Private healthcare patients stand to benefit from taxpayer subsidies of private care under the government’s contentious health bill, the opposition has said.

Andy Burnham, shadow health secretary, said the bill’s relaxation of rules over private patients being treated in NHS hospitals threatened a “taxpayer subsidy of private care”.

The bill, which the government hopes will be passed on Tuesday, will allow NHS foundation trusts to earn up to 49 per cent of their income through treating patients privately.

The law change is being seen as an opportunity by private hospital groups to enter into joint ventures with NHS hospitals to help them increase their volume of private work and split the profits gained by offering cut-price deals to patients whose charges will not include the full cost of the NHS facilities.

Rob Roger, chief executive of Spire Healthcare – the second-largest private hospital chain in the UK – told the Financial Times: “From the NHS’s perspective, they’ve got to operate those theatres, so anything that comes in, as long as they are covering their directly related costs [the price] is almost irrelevant, because it’s actually adding marginal contribution for running that theatre.”

There has been a flurry of activity over the past year with Guy’s and St Thomas’ hospital and North Bristol NHS trust both tendering for private partners to help them expand their private work. Spire Healthcare already works with the Royal National Orthopaedic hospital in Stanmore and the Papworth hospital in Cambridgeshire.

When an NHS patient is treated in hospital, health service commissioners pay the hospital a price based on the full costs of the procedure, including a contribution to the hospital’s fixed facilities and overheads, which can amount to around half the total cost.

But Mr Roger – who was speaking to the FT on behalf of the Private Hospital Alliance – said the same did not need to happen for private patients. If an NHS hospital’s overheads and fixed costs were covered by NHS patients, private patients could be viewed as “profitable” as long as their fees added a “marginal contribution” over their direct costs such as drugs, bandages and prostheses.

The government has said NHS “revenue” funding – which is distinct from funding to cover capital equipment and buildings – should “never be used to . . . subsidise private patients”.

Sue Slipman – the director of the Foundation Trust Network which represents NHS hospitals – told the FT it was not clear what that meant and said that if NHS hospitals had to charge private patients the full cost of their care, they might lose out to competition from local private hospitals.

“We would like a sensible approach that recognises it is better to bring these funds into the NHS than see it go elsewhere,” she said. The comments come at a time when NHS commissioners are restricting funding for common hospital procedures, such as hernia repairs and hip and knee replacements, which have been deemed “low clinical value”.

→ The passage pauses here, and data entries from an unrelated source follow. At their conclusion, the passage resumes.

pub mod cache;
pub mod costs;
pub mod locations;
pub mod reports;
pub mod sessions;
pub mod users;

use std::time::Duration;

use anyhow::Context;
use async_trait::async_trait;
use chrono::NaiveDate;
use sqlx::{PgPool, postgres::PgPoolOptions};
use uuid::Uuid;

use crate::{
    analytics::PeriodInputs,
    error::AppError,
    models::{AcquisitionCost, Location, ReferralType},
};

pub async fn connect(database_url: &str) -> anyhow::Result<PgPool> {
    PgPoolOptions::new()
        .max_connections(5)
        .connect(database_url)
        .await
        .context("failed to connect to Postgres")
}

/// Pool that connects on first use, so the server can start while Postgres is down.
pub fn connect_lazy(database_url: &str) -> anyhow::Result<PgPool> {
    PgPoolOptions::new()
        .max_connections(10)
        .acquire_timeout(Duration::from_secs(3))
        .connect_lazy(database_url)
        .context("invalid DATABASE_URL")
}

pub async fn init_db(pool: &PgPool) -> anyhow::Result<()> {
    sqlx::migrate!("./migrations").run(pool).await?;
    Ok(())
}

pub async fn seed(pool: &PgPool) -> anyhow::Result<()> {
    for location in locations::sample_locations() {
        sqlx::query(
            r#"
            INSERT INTO orthodash.locations (id, name, external_id, active, created_at)
            VALUES ($1, $2, $3, $4, $5)
            ON CONFLICT (external_id) DO UPDATE
            SET name = EXCLUDED.name, active = EXCLUDED.active
            "#,
        )
        .bind(location.id)
        .bind(&location.name)
        .bind(&location.external_id)
        .bind(location.active)
        .bind(location.created_at)
        .execute(pool)
        .await?;
    }

    let sample_costs = [
        ("loc-downtown", ReferralType::Digital, "2025-01", 4200.0),
        ("loc-downtown", ReferralType::Professional, "2025-01", 1500.0),
        ("loc-downtown", ReferralType::Direct, "2025-01", 600.0),
        ("loc-downtown", ReferralType::Digital, "2025-02", 3900.0),
        ("loc-westside", ReferralType::Digital, "2025-01", 2800.0),
        ("loc-westside", ReferralType::Professional, "2025-02", 1750.0),
    ];

    for (external_id, referral_type, period, cost) in sample_costs {
        let location = locations::find_by_external_id(pool, external_id)
            .await?
            .with_context(|| format!("seeded location {external_id} missing"))?;
        costs::upsert_cost(pool, location.id, referral_type, period, cost).await?;
    }

    Ok(())
}

#[async_trait]
impl PeriodInputs for PgPool {
    async fn location(&self, id: Uuid) -> Result<Location, AppError> {
        locations::get_location_or_sample(self, id).await
    }

    async fn costs_for_range(
        &self,
        location_id: Uuid,
        start: NaiveDate,
        end: NaiveDate,
    ) -> sqlx::Result<Vec<AcquisitionCost>> {
        costs::costs_for_range(self, location_id, start, end).await
    }
}

fn decode_error(message: String) -> sqlx::Error {
    sqlx::Error::Decode(message.into())
}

Mr Roger said those moves had triggered a 16 to 17 per cent growth in such procedures for his business and added: “If I was an [NHS] private patient unit I would say: ‘Well you can’t get it done on the NHS; come and see Mr Jones and he will do it privately’.”

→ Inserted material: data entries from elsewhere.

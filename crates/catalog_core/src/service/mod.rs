//! Core use-case services.
//!
//! # Responsibility
//! - Orchestrate entity store calls into graph-level create and load APIs.
//! - Keep CLI and other callers decoupled from SQL details.

pub mod association_loader;
pub mod graph_creator;
pub mod seeder;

While some NHS hospitals are indeed advertising those treatments to fee-paying patients, others also offer more diverse treatments, including the privately-run Hinchingbrooke NHS trust, which offers private cosmetic Botox and filler treatments from £150.

The government has sought to appease concerns around the changes by tabling an amendment to the bill requiring a majority vote of an NHS trust’s board of governors if business plans entail a 5 percentage point or more increase in the share of income earned through non-NHS work.

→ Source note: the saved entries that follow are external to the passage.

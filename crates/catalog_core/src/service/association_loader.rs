//! Predicate-driven reads with eager association hydration.
//!
//! # Responsibility
//! - Return singers (or albums) matching a predicate with children attached.
//!
//! # Invariants
//! - Every returned singer carries all its albums, and every album all its tracks.
//! - Each call reads one consistent snapshot (single deferred transaction on
//!   its own pooled connection); concurrent writers are not held back by it.
//! - No match yields an empty sequence; "not found" mapping belongs to callers.

use crate::db::CatalogDb;
use crate::model::catalog::{Album, Singer};
use crate::model::entity::EntityId;
use crate::repo::entity_store::{EntityStore, SqliteEntityStore, StoreResult};
use crate::repo::query::{AlbumPredicate, SingerPredicate};
use log::{debug, error};
use rusqlite::Connection;
use std::time::Instant;

/// Read facade over the shared catalog connection.
#[derive(Clone)]
pub struct AssociationLoader {
    db: CatalogDb,
}

impl AssociationLoader {
    pub fn new(db: CatalogDb) -> Self {
        Self { db }
    }

    /// Loads fully hydrated singers matching `predicate`.
    pub fn load_singers(&self, predicate: &SingerPredicate) -> StoreResult<Vec<Singer>> {
        self.read("singers", |conn| {
            SqliteEntityStore::new(conn).find_singers(predicate, true)
        })
    }

    /// Loads one hydrated singer by id.
    pub fn load_singer(&self, id: &EntityId) -> StoreResult<Option<Singer>> {
        let mut singers = self.load_singers(&SingerPredicate::IdEquals(id.clone()))?;
        Ok(singers.pop())
    }

    /// Loads albums matching `predicate` with their tracks attached.
    pub fn load_albums(&self, predicate: &AlbumPredicate) -> StoreResult<Vec<Album>> {
        self.read("albums", |conn| {
            SqliteEntityStore::new(conn).find_albums(predicate, true)
        })
    }

    fn read<T, F>(&self, target: &'static str, f: F) -> StoreResult<Vec<T>>
    where
        F: FnOnce(&Connection) -> StoreResult<Vec<T>>,
    {
        let started_at = Instant::now();
        let mut conn = self.db.conn()?;
        let tx = conn.transaction()?;
        let result = f(&tx);
        // Read-only: finishing the snapshot either way releases the WAL read mark.
        tx.finish()?;

        match result {
            Ok(rows) => {
                debug!(
                    "event=graph_load module=service status=ok target={} row_count={} duration_ms={}",
                    target,
                    rows.len(),
                    started_at.elapsed().as_millis()
                );
                Ok(rows)
            }
            Err(err) => {
                error!(
                    "event=graph_load module=service status=error target={} duration_ms={} error={}",
                    target,
                    started_at.elapsed().as_millis(),
                    err
                );
                Err(err)
            }
        }
    }
}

But FT analysis of the latest data on actual NHS income earned through private patients shows that no single hospital trust would have been caught by the safeguarding amendment in the last year.

Great Ormond Street Hospital, for example, increased its income from private patients by 19 per cent between 2009-10 and 2010-11 to £25m. In percentage point terms the increase was equivalent to less than 1. Mr Burnham said that rendered the government’s safeguards around the bill “meaningless”.

Monday will see a last-ditch attempt by opponents of the bill to halt its passing into law when crossbench peer David Owen will attempt to pass an amendment in the Lords calling for further debate to be delayed until after the government has published the risk register on its implementation. If that fails the bill will return to the Commons on Tuesday for final deliberations.